What the task asks | Check every line of the entries below for the word "coin", then give only the number of lines that have it.

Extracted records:
^^^^^^^^
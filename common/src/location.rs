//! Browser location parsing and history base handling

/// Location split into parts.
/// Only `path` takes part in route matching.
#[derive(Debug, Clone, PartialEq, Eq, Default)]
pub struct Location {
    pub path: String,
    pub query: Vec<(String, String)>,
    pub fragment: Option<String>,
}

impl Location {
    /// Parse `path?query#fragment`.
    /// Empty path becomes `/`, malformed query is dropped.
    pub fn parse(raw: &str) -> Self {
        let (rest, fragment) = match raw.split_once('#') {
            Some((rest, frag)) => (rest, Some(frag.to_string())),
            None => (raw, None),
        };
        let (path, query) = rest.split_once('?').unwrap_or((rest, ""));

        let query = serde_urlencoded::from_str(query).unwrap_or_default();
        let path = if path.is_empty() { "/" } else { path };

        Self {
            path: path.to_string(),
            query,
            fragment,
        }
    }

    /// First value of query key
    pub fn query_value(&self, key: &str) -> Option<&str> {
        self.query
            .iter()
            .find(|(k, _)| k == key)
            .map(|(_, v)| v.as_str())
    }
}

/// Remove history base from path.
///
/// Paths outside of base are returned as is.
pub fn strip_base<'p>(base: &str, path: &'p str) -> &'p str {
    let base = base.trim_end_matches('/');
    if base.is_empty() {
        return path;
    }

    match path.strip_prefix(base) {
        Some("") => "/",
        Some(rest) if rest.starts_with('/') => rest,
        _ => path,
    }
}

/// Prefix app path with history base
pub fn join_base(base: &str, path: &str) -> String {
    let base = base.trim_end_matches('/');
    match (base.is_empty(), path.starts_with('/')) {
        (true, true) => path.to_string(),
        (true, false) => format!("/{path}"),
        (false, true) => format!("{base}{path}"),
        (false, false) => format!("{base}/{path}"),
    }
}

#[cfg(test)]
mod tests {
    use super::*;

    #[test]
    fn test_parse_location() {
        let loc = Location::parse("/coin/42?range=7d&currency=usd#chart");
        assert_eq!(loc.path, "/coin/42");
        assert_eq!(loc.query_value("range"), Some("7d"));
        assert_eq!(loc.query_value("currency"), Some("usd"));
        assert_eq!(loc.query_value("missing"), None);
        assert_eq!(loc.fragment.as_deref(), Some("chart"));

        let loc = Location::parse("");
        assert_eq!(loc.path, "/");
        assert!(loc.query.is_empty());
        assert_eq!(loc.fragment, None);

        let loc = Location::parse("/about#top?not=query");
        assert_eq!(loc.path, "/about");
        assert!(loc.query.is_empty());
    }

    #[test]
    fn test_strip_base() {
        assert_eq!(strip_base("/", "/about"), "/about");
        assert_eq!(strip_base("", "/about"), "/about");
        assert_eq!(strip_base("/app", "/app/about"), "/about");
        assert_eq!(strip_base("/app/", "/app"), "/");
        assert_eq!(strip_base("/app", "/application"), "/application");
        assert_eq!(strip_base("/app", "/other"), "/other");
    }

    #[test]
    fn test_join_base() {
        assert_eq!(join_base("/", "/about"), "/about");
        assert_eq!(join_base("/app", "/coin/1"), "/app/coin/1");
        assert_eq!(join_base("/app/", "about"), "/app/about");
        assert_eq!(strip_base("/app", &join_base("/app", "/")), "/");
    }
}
^^^^^^^^
Response for this exercise | 3